我帶著兩個徒弟熬了一個通宵。電路板燒毀,伺服電機卡死,故障點極其隱蔽。我硬是憑著自己鉆研多年的技術,一點點排查,甚至自己動手繞制了線圈。此刻,看著設備重新運轉,我長舒了一口氣,從口袋里摸出一根被汗水浸得有些發軟的香煙,顫抖著點燃。
這一夜,我耗盡了心力,但也保住了趙德發的幾百萬訂單。我想,就算他不給我發獎金,至少也會念我這一夜的苦勞,給我批兩天假補個覺吧。
早上七點,工友們陸陸續續來了。我拍了拍身上的油污,準備去辦公室找趙德發銷假。剛推開辦公室的門,迎接我的不是趙德發的笑臉,而是一張冷若冰霜的臉,以及坐在他對面那個穿著職業裝、神色傲慢的女人——那是車間主任劉芳,也是趙德發的小姨子。
“趙總,機器修好了,運轉正常。”我強忍著疲憊說道。
趙德發坐在老板椅上,手里轉著那串油光锃亮的佛珠,眼皮都沒抬一下:“修好了?那是你應該做的。
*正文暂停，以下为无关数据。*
impl Calendars {
    pub fn new() -> Calendars {
        Calendars {
            campus_calendars: HashMap::new(),
            sea_calendar_ids: HashSet::new(),
            permissions: Permissions::new(),
        }
    }

    /// Loads every campus, primary first so that shared calendars are
    /// attributed to the primary campus only.
    pub async fn load(clients: &ServiceClients) -> Result<Calendars> {
        let mut calendars = Calendars::new();
        for campus in Campus::ALL {
            calendars.load_campus(clients, campus).await?;
        }
        Ok(calendars)
    }

    /// Replaces one campus's flat map. On any fetch or envelope failure
    /// the campus entry is left unset rather than partially filled.
    /// Secondary campuses dedup against the most recent primary load.
    pub async fn load_campus(
        &mut self,
        clients: &ServiceClients,
        campus: Campus,
    ) -> Result<()> {
        let request_id = format!("{} {}", campus, GET_CALENDARLIST_URL);
        let response = clients
            .campus(campus)
            .post_json(GET_CALENDARLIST_URL, &serde_json::json!({}))
            .await?;

        let body = ensure_body(&request_id, &response)?;
        let parsed: CalendarListResponse = serde_json::from_str(body)?;
        let data = match parsed.d {
            Some(data) => data,
            None => {
                return Err(TrumbaError::NoDataReturned {
                    request: request_id,
                });
            }
        };
        check_messages(&request_id, &data.messages)?;

        if campus.is_primary() {
            self.sea_calendar_ids.clear();
        }

        let mut flat = HashMap::new();
        if let Some(records) = &data.calendars {
            self.flatten(campus, records, None, &mut flat);
        }
        for calendar in flat.values_mut() {
            self.permissions.get_cal_permissions(clients, calendar).await;
        }
        self.campus_calendars.insert(campus, flat);
        Ok(())
    }

    // Depth-first, pre-order. An excluded or malformed record hides its
    // whole subtree; a deduped record hides its subtree as well, since the
    // primary campus already walked it.
    fn flatten(
        &mut self,
        campus: Campus,
        records: &[RawCalendar],
        parent: Option<&str>,
        flat: &mut HashMap<i64, Calendar>,
    ) {
        for record in records {
            if is_excluded_name(&record.name) {
                tracing::warn!("Excluded calendar {:?}, subtree skipped", record.name);
                continue;
            }
            let calendarid = match record.id {
                Some(id) if is_valid_calendarid(id) => id,
                _ => {
                    tracing::warn!(
                        "InvalidCalendarId {:?} ({:?}), entry skipped",
                        record.id,
                        record.name
                    );
                    continue;
                }
            };
            if campus.is_primary() {
                self.sea_calendar_ids.insert(calendarid);
            } else if self.sea_calendar_ids.contains(&calendarid) {
                // shared from the primary campus; not listed again here
                continue;
            }

            let name = match parent {
                Some(parent) => format!("{} >> {}", parent, record.name),
                None => record.name.clone(),
            };
            flat.insert(calendarid, Calendar::new(calendarid, campus, name.clone()));

            if let Some(children) = &record.child_calendars {
                if !children.is_empty() {
                    self.flatten(campus, children, Some(name.as_str()), flat);
                }
            }
        }
    }

    /// True when the campus has been loaded and holds at least one calendar.
    pub fn exists(&self, campus: Campus) -> bool {
        self.campus_calendars
            .get(&campus)
            .is_some_and(|map| !map.is_empty())
    }

    pub fn has_calendar(&self, campus: Campus, calendarid: i64) -> bool {
        self.get_calendar(campus, calendarid).is_some()
    }

    pub fn get_calendar(&self, campus: Campus, calendarid: i64) -> Option<&Calendar> {
        self.campus_calendars.get(&campus)?.get(&calendarid)
    }

    /// The campus's calendars sorted by `(campus, name)`; `None` until the
    /// campus has been loaded.
    pub fn get_campus_calendars(&self, campus: Campus) -> Option<Vec<&Calendar>> {
        let map = self.campus_calendars.get(&campus)?;
        let mut calendars: Vec<&Calendar> = map.values().collect();
        calendars.sort_by(|a, b| a.display_order(b));
        Some(calendars)
    }

    pub fn total_calendars(&self, campus: Campus) -> usize {
        self.campus_calendars.get(&campus).map_or(0, HashMap::len)
    }

    pub fn total_accounts(&self) -> usize {
        self.permissions.total_accounts()
    }

    pub fn account_exists(&self, uwnetid: &str) -> bool {
        self.permissions.account_exists(uwnetid)
    }
}

impl Default for Calendars {
    fn default() -> Self {
        Self::new()
    }
}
拿著工資不干活,難道養閑人嗎?”
我愣了一下,心里的火氣有點壓不住:“趙總,我熬了一個通宵,連口水都沒喝,您這話是不是太寒心了?”
“寒心?”趙德發猛地把佛珠往桌上一拍,發出一聲脆響,“張偉,你還好意思提?剛才劉主任去車間檢查,發現控制柜里的原裝電路板被人動過手腳!那可是原廠封簽,動了就沒了保修!你懂不懂規矩?誰給你的膽子私自改裝設備的?”
我腦子“嗡”的一聲,簡直不敢相信自己的耳朵。那塊電路板是因為過載燒毀了,根本無法修復,我是為了趕工期,才用國產替代件重新調試參數救活的。如果不改,這機器現在就是一堆廢鐵!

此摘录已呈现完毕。